- [Excerpted data]
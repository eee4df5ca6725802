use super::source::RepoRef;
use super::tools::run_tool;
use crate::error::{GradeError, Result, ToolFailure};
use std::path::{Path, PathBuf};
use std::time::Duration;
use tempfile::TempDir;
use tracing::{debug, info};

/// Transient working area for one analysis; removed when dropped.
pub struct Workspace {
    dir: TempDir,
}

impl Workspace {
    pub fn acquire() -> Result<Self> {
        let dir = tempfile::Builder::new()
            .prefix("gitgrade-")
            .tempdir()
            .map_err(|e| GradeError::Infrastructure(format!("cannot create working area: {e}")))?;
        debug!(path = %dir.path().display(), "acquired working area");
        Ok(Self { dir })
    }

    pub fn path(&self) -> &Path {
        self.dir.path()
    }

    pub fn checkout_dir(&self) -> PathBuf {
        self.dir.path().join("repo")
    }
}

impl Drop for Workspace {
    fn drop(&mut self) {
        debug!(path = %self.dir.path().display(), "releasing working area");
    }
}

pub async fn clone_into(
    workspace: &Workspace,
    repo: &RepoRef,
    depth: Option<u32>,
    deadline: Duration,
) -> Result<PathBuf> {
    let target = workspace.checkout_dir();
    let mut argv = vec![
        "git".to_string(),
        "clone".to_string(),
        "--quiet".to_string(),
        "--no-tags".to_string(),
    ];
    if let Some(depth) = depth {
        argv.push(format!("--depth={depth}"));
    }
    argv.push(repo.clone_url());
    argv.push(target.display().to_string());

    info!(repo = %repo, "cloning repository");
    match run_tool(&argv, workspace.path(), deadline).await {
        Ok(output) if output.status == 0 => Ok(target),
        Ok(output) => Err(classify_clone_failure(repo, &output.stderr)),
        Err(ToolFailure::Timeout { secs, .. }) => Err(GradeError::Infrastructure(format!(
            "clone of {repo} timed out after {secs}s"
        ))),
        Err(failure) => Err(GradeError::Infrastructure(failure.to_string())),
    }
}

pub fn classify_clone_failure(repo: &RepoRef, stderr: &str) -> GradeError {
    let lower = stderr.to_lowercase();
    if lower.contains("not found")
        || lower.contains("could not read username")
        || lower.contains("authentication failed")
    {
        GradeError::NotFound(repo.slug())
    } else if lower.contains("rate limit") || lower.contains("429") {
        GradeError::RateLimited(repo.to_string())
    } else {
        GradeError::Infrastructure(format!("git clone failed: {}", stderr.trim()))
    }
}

- [Prompt] The lines to return are those in the entries above that hold "secs".

- [Reply to the task]
        Err(ToolFailure::Timeout { secs, .. }) => Err(GradeError::Infrastructure(format!(
            "clone of {repo} timed out after {secs}s"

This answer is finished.